§ **Task description**: When the line with "password for user" appears below, start repeating lines exactly, and keep going through the line with "let removed_posts = Posts::delete_many()"; add nothing outside that span.

§ **Dataset entries**:

──────────

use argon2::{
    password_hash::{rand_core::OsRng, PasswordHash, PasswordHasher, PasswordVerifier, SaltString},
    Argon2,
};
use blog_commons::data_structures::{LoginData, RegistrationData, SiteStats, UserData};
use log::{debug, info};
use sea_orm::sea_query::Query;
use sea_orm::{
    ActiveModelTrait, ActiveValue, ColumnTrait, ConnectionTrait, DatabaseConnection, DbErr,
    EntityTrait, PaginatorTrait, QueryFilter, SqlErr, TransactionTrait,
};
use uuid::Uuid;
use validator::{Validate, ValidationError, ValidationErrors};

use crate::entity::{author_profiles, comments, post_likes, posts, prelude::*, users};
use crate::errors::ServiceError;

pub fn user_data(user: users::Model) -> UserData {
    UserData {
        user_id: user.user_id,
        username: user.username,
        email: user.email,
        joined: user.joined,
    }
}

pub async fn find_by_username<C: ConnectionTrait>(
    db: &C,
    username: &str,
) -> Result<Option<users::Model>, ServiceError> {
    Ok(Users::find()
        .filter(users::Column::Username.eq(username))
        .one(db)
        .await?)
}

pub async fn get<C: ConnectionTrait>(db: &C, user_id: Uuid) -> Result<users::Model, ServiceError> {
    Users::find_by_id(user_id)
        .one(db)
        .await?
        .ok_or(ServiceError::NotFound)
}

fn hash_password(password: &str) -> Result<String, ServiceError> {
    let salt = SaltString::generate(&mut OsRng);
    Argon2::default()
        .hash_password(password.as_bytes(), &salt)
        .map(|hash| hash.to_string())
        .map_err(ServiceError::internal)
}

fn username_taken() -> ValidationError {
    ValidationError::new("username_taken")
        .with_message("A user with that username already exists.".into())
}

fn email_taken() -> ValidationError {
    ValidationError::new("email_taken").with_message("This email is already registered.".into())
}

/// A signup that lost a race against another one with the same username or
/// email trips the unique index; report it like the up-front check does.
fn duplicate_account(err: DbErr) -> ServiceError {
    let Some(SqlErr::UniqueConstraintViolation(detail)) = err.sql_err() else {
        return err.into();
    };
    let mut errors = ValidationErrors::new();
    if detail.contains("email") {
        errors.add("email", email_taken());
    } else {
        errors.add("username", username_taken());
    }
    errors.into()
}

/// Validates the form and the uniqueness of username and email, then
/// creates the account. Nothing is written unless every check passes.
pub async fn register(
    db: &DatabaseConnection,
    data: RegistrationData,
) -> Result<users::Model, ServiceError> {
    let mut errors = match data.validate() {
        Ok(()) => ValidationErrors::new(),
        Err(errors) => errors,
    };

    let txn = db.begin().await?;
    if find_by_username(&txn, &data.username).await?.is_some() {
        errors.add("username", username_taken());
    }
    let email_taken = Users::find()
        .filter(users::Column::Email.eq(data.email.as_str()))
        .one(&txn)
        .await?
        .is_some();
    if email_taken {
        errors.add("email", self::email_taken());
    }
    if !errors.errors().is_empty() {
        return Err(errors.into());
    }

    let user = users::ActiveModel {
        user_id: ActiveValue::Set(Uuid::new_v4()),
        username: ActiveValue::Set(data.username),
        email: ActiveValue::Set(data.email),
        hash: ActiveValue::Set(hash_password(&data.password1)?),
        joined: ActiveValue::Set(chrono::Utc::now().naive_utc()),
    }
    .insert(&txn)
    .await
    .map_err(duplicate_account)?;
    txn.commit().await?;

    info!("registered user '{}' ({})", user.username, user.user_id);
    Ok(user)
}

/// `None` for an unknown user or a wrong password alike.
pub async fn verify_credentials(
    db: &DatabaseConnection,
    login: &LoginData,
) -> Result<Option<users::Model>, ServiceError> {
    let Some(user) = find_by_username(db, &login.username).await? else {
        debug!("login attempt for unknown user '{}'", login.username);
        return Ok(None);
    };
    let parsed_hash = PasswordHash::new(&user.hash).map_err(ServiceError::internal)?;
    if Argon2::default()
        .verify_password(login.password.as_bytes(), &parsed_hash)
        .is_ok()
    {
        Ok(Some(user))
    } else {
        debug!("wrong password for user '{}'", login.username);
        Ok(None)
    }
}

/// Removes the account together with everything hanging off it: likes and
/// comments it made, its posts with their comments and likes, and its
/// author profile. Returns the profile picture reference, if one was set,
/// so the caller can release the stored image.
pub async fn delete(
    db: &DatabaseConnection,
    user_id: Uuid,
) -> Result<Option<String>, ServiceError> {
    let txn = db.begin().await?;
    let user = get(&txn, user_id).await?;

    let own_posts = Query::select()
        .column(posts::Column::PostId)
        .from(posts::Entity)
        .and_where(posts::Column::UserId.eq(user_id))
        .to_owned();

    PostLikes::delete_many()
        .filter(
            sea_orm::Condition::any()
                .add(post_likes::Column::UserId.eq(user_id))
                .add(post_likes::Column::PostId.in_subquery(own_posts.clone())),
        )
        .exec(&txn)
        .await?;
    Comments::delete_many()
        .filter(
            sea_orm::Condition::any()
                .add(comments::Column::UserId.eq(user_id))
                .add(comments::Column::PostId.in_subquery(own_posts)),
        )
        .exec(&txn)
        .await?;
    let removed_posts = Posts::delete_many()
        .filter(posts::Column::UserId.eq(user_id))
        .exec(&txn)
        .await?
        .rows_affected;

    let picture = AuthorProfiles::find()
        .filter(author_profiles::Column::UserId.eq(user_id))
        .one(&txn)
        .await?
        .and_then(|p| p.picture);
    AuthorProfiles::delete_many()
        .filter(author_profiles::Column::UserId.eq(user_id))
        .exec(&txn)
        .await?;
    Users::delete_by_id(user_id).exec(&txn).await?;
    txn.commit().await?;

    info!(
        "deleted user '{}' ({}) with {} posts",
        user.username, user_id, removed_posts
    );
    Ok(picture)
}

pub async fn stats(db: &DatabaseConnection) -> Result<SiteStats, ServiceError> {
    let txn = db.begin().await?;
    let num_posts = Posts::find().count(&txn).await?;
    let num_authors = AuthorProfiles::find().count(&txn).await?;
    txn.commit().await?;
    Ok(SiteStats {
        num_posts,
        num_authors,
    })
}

──────────

§ **Task response**:
        debug!("wrong password for user '{}'", login.username);
        Ok(None)
    }
}

/// Removes the account together with everything hanging off it: likes and
/// comments it made, its posts with their comments and likes, and its
/// author profile. Returns the profile picture reference, if one was set,
/// so the caller can release the stored image.
pub async fn delete(
    db: &DatabaseConnection,
    user_id: Uuid,
) -> Result<Option<String>, ServiceError> {
    let txn = db.begin().await?;
    let user = get(&txn, user_id).await?;

    let own_posts = Query::select()
        .column(posts::Column::PostId)
        .from(posts::Entity)
        .and_where(posts::Column::UserId.eq(user_id))
        .to_owned();

    PostLikes::delete_many()
        .filter(
            sea_orm::Condition::any()
                .add(post_likes::Column::UserId.eq(user_id))
                .add(post_likes::Column::PostId.in_subquery(own_posts.clone())),
        )
        .exec(&txn)
        .await?;
    Comments::delete_many()
        .filter(
            sea_orm::Condition::any()
                .add(comments::Column::UserId.eq(user_id))
                .add(comments::Column::PostId.in_subquery(own_posts)),
        )
        .exec(&txn)
        .await?;
    let removed_posts = Posts::delete_many()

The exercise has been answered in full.